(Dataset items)
//! Simulation driver
//!
//! Two equally sized buffers take turns: iteration `i` reads buffer `i & 1`
//! and writes buffer `(i + 1) & 1`. After `k` iterations the result is in
//! buffer `k % 2`, so zero iterations leaves the seed as the result.

pub mod host;
pub mod host_program;

pub use host::HostDoubleBuffer;
pub use host_program::{HostProgram, IdentityStep, NodeStep, SourceView, SpringStep, StepUniforms};

use crate::constants::field;
use crate::error::{MorphError, Result};
use crate::nodes::NodeStore;
use crate::program::Program;

/// Number of buffers taking part in the ping-pong
pub const BUFFER_COUNT: usize = 2;

/// Storage for the two node buffers
pub trait NodeBuffers {
    /// Maximum number of nodes each buffer holds
    fn capacity(&self) -> usize;

    /// Overwrites the first `store.len()` nodes of buffer `index`
    fn write(&mut self, index: usize, store: &NodeStore) -> Result<()>;

    /// Reads back the first `n` nodes of buffer `index`
    fn read(&self, index: usize, n: usize) -> Result<NodeStore>;

    fn bind_as_source(&mut self, index: usize) -> Result<()>;

    fn bind_as_destination(&mut self, index: usize) -> Result<()>;
}

/// Buffers that can also execute a program step between them
pub trait StepTarget: NodeBuffers {
    type Program: Program;

    /// Uploads everything that stays constant for a whole run
    fn begin_run(&mut self, program: &Self::Program, num_nodes: usize) -> Result<()>;

    /// Runs one step from the bound source into the bound destination
    fn dispatch(&mut self, program: &Self::Program, iter_num: usize, num_nodes: usize)
        -> Result<()>;

    fn end_run(&mut self) -> Result<()>;
}

pub fn check_buffer_index(index: usize) -> Result<()> {
    if index >= BUFFER_COUNT {
        return Err(MorphError::InvalidBufferIndex(index));
    }
    Ok(())
}

/// Bytes one field buffer needs for `max_nodes`, checked against `limit`
pub fn field_buffer_size(max_nodes: usize, limit: u64) -> Result<u64> {
    let requested = max_nodes as u64 * field::ELEMENT_SIZE;
    if requested > limit {
        return Err(MorphError::BufferLimit { requested, limit });
    }
    Ok(requested)
}

/// Which buffer is bound in which role
#[derive(Debug, Clone, Copy, Default, PartialEq, Eq)]
pub struct BindingState {
    source: Option<usize>,
    destination: Option<usize>,
}

impl BindingState {
    pub fn bind_source(&mut self, index: usize) -> Result<()> {
        check_buffer_index(index)?;
        self.source = Some(index);
        Ok(())
    }

    pub fn bind_destination(&mut self, index: usize) -> Result<()> {
        check_buffer_index(index)?;
        self.destination = Some(index);
        Ok(())
    }

    /// The bound `(source, destination)` pair; they must be different buffers
    pub fn pair(&self) -> Result<(usize, usize)> {
        match (self.source, self.destination) {
            (Some(source), Some(destination)) if source != destination => {
                Ok((source, destination))
            }
            _ => Err(MorphError::UnboundBuffers),
        }
    }

    pub fn clear(&mut self) {
        *self = Self::default();
    }
}

/// Runs `num_iters` steps of `program` over the first `num_nodes` nodes
///
/// Buffer 0 must hold the input. Returns the index of the buffer holding the
/// result. A failing step aborts the whole run.
pub fn run<T>(
    target: &mut T,
    program: &T::Program,
    num_nodes: usize,
    num_iters: usize,
) -> Result<usize>
where
    T: StepTarget + ?Sized,
{
    if num_nodes > target.capacity() {
        return Err(MorphError::Capacity {
            requested: num_nodes,
            capacity: target.capacity(),
        });
    }

    target.begin_run(program, num_nodes)?;
    let mut steps = || -> Result<()> {
        for i in 0..num_iters {
            target.bind_as_source(i & 1)?;
            target.bind_as_destination((i + 1) & 1)?;
            target.dispatch(program, i, num_nodes)?;
        }
        Ok(())
    };
    let stepped = steps();
    let ended = target.end_run();
    stepped?;
    ended?;

    Ok(num_iters % 2)
}

/// A seed plus the buffers it is simulated in
#[derive(Debug)]
pub struct Simulation<T> {
    target: T,
    seed: NodeStore,
    result_buffer_index: usize,
}

impl<T: StepTarget> Simulation<T> {
    pub fn new(target: T) -> Self {
        Self {
            target,
            seed: NodeStore::default(),
            result_buffer_index: 0,
        }
    }

    pub fn target(&self) -> &T {
        &self.target
    }

    pub fn target_mut(&mut self) -> &mut T {
        &mut self.target
    }

    pub fn num_nodes(&self) -> usize {
        self.seed.len()
    }

    pub fn result_buffer_index(&self) -> usize {
        self.result_buffer_index
    }

    /// Writes `seed` into buffer 0, which then holds the result
    pub fn seed(&mut self, seed: NodeStore) -> Result<()> {
        self.target.write(0, &seed)?;
        self.seed = seed;
        self.result_buffer_index = 0;
        Ok(())
    }

    /// Simulates `num_iters` steps starting from the seed
    ///
    /// The seed is rewritten first, since an earlier run may have used
    /// buffer 0 as a destination.
    pub fn run(&mut self, program: &T::Program, num_iters: usize) -> Result<usize> {
        self.target.write(0, &self.seed)?;
        self.result_buffer_index = 0;
        self.result_buffer_index = run(&mut self.target, program, self.seed.len(), num_iters)?;
        Ok(self.result_buffer_index)
    }

    pub fn read_result(&self) -> Result<NodeStore> {
        self.target.read(self.result_buffer_index, self.seed.len())
    }
}

#[cfg(test)]
mod tests {
    use super::*;
    use crate::nodes::{generate_grid, ZygoteOptions};
    use glam::{UVec2, Vec4};

    fn seed_store() -> NodeStore {
        NodeStore::from_nodes(&generate_grid(UVec2::new(4, 3), &ZygoteOptions::default()))
    }

    /// Adds one to data.x of every node
    fn counting_program() -> HostProgram {
        HostProgram::from_fn("count", Vec::new(), |i, source, _| {
            let mut node = source.node(i).unwrap_or_default();
            node.data.x += 1.0;
            node
        })
    }

    #[test]
    fn test_binding_state_pairs() {
        let mut state = BindingState::default();
        assert!(matches!(state.pair(), Err(MorphError::UnboundBuffers)));
        state.bind_source(0).unwrap();
        state.bind_destination(0).unwrap();
        assert!(matches!(state.pair(), Err(MorphError::UnboundBuffers)));
        state.bind_destination(1).unwrap();
        assert_eq!(state.pair().unwrap(), (0, 1));
        assert!(matches!(
            state.bind_source(2),
            Err(MorphError::InvalidBufferIndex(2))
        ));
    }

    #[test]
    fn test_field_buffer_size_limit() {
        assert_eq!(field_buffer_size(10, 1000).unwrap(), 160);
        assert!(matches!(
            field_buffer_size(100, 1000),
            Err(MorphError::BufferLimit { requested: 1600, limit: 1000 })
        ));
    }

    #[test]
    fn test_result_index_parity() {
        let seed = seed_store();
        let mut buffers = HostDoubleBuffer::allocate(32).unwrap();
        for k in 0..6 {
            buffers.write(0, &seed).unwrap();
            let result = run(&mut buffers, &HostProgram::identity(), seed.len(), k).unwrap();
            assert_eq!(result, k % 2);
        }
    }

    #[test]
    fn test_zero_iterations_leave_seed() {
        let seed = seed_store();
        let mut buffers = HostDoubleBuffer::allocate(32).unwrap();
        buffers.write(0, &seed).unwrap();
        let result = run(&mut buffers, &counting_program(), seed.len(), 0).unwrap();
        assert_eq!(result, 0);
        assert_eq!(buffers.read(0, seed.len()).unwrap(), seed);
    }

    #[test]
    fn test_identity_reproduces_seed() {
        let seed = seed_store();
        let mut buffers = HostDoubleBuffer::allocate(seed.len()).unwrap();
        for k in [1, 2, 5] {
            buffers.write(0, &seed).unwrap();
            let result = run(&mut buffers, &HostProgram::identity(), seed.len(), k).unwrap();
            assert_eq!(buffers.read(result, seed.len()).unwrap(), seed);
        }
    }

    #[test]
    fn test_each_iteration_reads_previous() {
        let seed = seed_store();
        let mut buffers = HostDoubleBuffer::allocate(32).unwrap();
        buffers.write(0, &seed).unwrap();
        let result = run(&mut buffers, &counting_program(), seed.len(), 7).unwrap();
        let out = buffers.read(result, seed.len()).unwrap();
        assert!(out.data.iter().all(|d| *d == Vec4::new(7.0, 0.0, 0.0, 0.0)));
    }

    #[test]
    fn test_run_rejects_too_many_nodes() {
        let mut buffers = HostDoubleBuffer::allocate(4).unwrap();
        assert!(matches!(
            run(&mut buffers, &HostProgram::identity(), 5, 1),
            Err(MorphError::Capacity { requested: 5, capacity: 4 })
        ));
    }

    #[test]
    fn test_simulation_reruns_from_seed() {
        let seed = seed_store();
        let mut sim = Simulation::new(HostDoubleBuffer::allocate(32).unwrap());
        sim.seed(seed.clone()).unwrap();
        assert_eq!(sim.read_result().unwrap(), seed);

        let program = counting_program();
        assert_eq!(sim.run(&program, 3).unwrap(), 1);
        assert_eq!(sim.read_result().unwrap().data[0].x, 3.0);

        // the previous run overwrote buffer 0; a new run must still start at the seed
        assert_eq!(sim.run(&program, 2).unwrap(), 0);
        assert_eq!(sim.read_result().unwrap().data[0].x, 2.0);
        assert_eq!(sim.num_nodes(), seed.len());
    }
}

* [What this task involves]: Every line above with the word "which" belongs in the answer, copied as written.

* [Task response]:
/// Which buffer is bound in which role
    /// Writes `seed` into buffer 0, which then holds the result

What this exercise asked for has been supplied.